• **Task**: Please print the entries below exactly, from the line with "fn get(&self) -> Result<Option<String>>;" through the line with "pub struct FileSecretStore", including both of those lines and leaving out all others.

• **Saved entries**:

******************************

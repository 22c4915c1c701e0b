//! Credential exchange and token storage.
//!
//! The login flow never touches storage directly; callers inject a
//! [`SecretStore`].

use crate::client::ChatClient;
use crate::config::neptune_dir;
use crate::error::{Error, Result};
use std::path::{Path, PathBuf};
use tracing::{debug, info};

/// Somewhere to keep the access token between runs.
pub trait SecretStore {
    fn get(&self) -> Result<Option<String>>;
    fn set(&mut self, token: &str) -> Result<()>;
    fn clear(&mut self) -> Result<()>;
}

/// Token kept in a single file, `~/.neptune/token` unless configured.
#[derive(Debug, Clone)]
pub struct FileSecretStore {
    path: PathBuf,
}

impl FileSecretStore {
    pub fn new(path: impl Into<PathBuf>) -> Self {
        Self { path: path.into() }
    }

    pub fn default_path() -> PathBuf {
        neptune_dir().join("token")
    }

    pub fn path(&self) -> &Path {
        &self.path
    }
}

impl Default for FileSecretStore {
    fn default() -> Self {
        Self::new(Self::default_path())
    }
}

impl SecretStore for FileSecretStore {
    fn get(&self) -> Result<Option<String>> {
        match std::fs::read_to_string(&self.path) {
            Ok(s) => {
                let token = s.trim();
                Ok((!token.is_empty()).then(|| token.to_string()))
            }
            Err(e) if e.kind() == std::io::ErrorKind::NotFound => Ok(None),
            Err(e) => Err(e.into()),
        }
    }

    fn set(&mut self, token: &str) -> Result<()> {
        if let Some(parent) = self.path.parent() {
            std::fs::create_dir_all(parent)?;
        }
        std::fs::write(&self.path, token)?;
        restrict_permissions(&self.path)?;
        debug!(path = %self.path.display(), "token stored");
        Ok(())
    }

    fn clear(&mut self) -> Result<()> {
        match std::fs::remove_file(&self.path) {
            Ok(()) => Ok(()),
            Err(e) if e.kind() == std::io::ErrorKind::NotFound => Ok(()),
            Err(e) => Err(e.into()),
        }
    }
}

#[cfg(unix)]
fn restrict_permissions(path: &Path) -> Result<()> {
    use std::os::unix::fs::PermissionsExt;
    std::fs::set_permissions(path, std::fs::Permissions::from_mode(0o600))?;
    Ok(())
}

#[cfg(not(unix))]
fn restrict_permissions(_path: &Path) -> Result<()> {
    Ok(())
}

/// In-process token storage; nothing survives the run.
#[derive(Debug, Clone, Default)]
pub struct MemorySecretStore {
    token: Option<String>,
}

impl SecretStore for MemorySecretStore {
    fn get(&self) -> Result<Option<String>> {
        Ok(self.token.clone())
    }

    fn set(&mut self, token: &str) -> Result<()> {
        self.token = Some(token.to_string());
        Ok(())
    }

    fn clear(&mut self) -> Result<()> {
        self.token = None;
        Ok(())
    }
}

/// Exchange credentials for a token and persist it. On rejection the store is
/// left as it was and [`Error::Auth`] is returned.
pub async fn login(
    client: &ChatClient,
    store: &mut dyn SecretStore,
    email: &str,
    password: &str,
) -> Result<String> {
    if email.trim().is_empty() || password.is_empty() {
        return Err(Error::auth("email and password are required"));
    }
    let token = client.login(email.trim(), password).await?;
    store.set(&token)?;
    info!("access token saved");
    Ok(token)
}

pub fn logout(store: &mut dyn SecretStore) -> Result<()> {
    store.clear()?;
    info!("access token cleared");
    Ok(())
}

#[cfg(test)]
mod tests {
    use super::*;

    #[test]
    fn memory_store_roundtrip() {
        let mut store = MemorySecretStore::default();
        assert_eq!(store.get().unwrap(), None);
        store.set("abc").unwrap();
        assert_eq!(store.get().unwrap().as_deref(), Some("abc"));
        logout(&mut store).unwrap();
        assert_eq!(store.get().unwrap(), None);
    }

    #[test]
    fn file_store_persists_and_clears() {
        let dir = tempfile::tempdir().unwrap();
        let path = dir.path().join("nested").join("token");
        let mut store = FileSecretStore::new(&path);

        assert_eq!(store.get().unwrap(), None);
        store.set("tok-123").unwrap();
        assert_eq!(FileSecretStore::new(&path).get().unwrap().as_deref(), Some("tok-123"));

        store.clear().unwrap();
        assert!(!path.exists());
        // Clearing twice is fine.
        store.clear().unwrap();
    }

    #[test]
    fn blank_token_file_reads_as_none() {
        let dir = tempfile::tempdir().unwrap();
        let path = dir.path().join("token");
        std::fs::write(&path, "  \n").unwrap();
        assert_eq!(FileSecretStore::new(path).get().unwrap(), None);
    }

    #[cfg(unix)]
    #[test]
    fn token_file_is_private() {
        use std::os::unix::fs::PermissionsExt;
        let dir = tempfile::tempdir().unwrap();
        let mut store = FileSecretStore::new(dir.path().join("token"));
        store.set("secret").unwrap();
        let mode = std::fs::metadata(store.path()).unwrap().permissions().mode();
        assert_eq!(mode & 0o777, 0o600);
    }
}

******************************

• **Problem solution**:
    fn get(&self) -> Result<Option<String>>;
    fn set(&mut self, token: &str) -> Result<()>;
    fn clear(&mut self) -> Result<()>;
}

/// Token kept in a single file, `~/.neptune/token` unless configured.
#[derive(Debug, Clone)]
pub struct FileSecretStore {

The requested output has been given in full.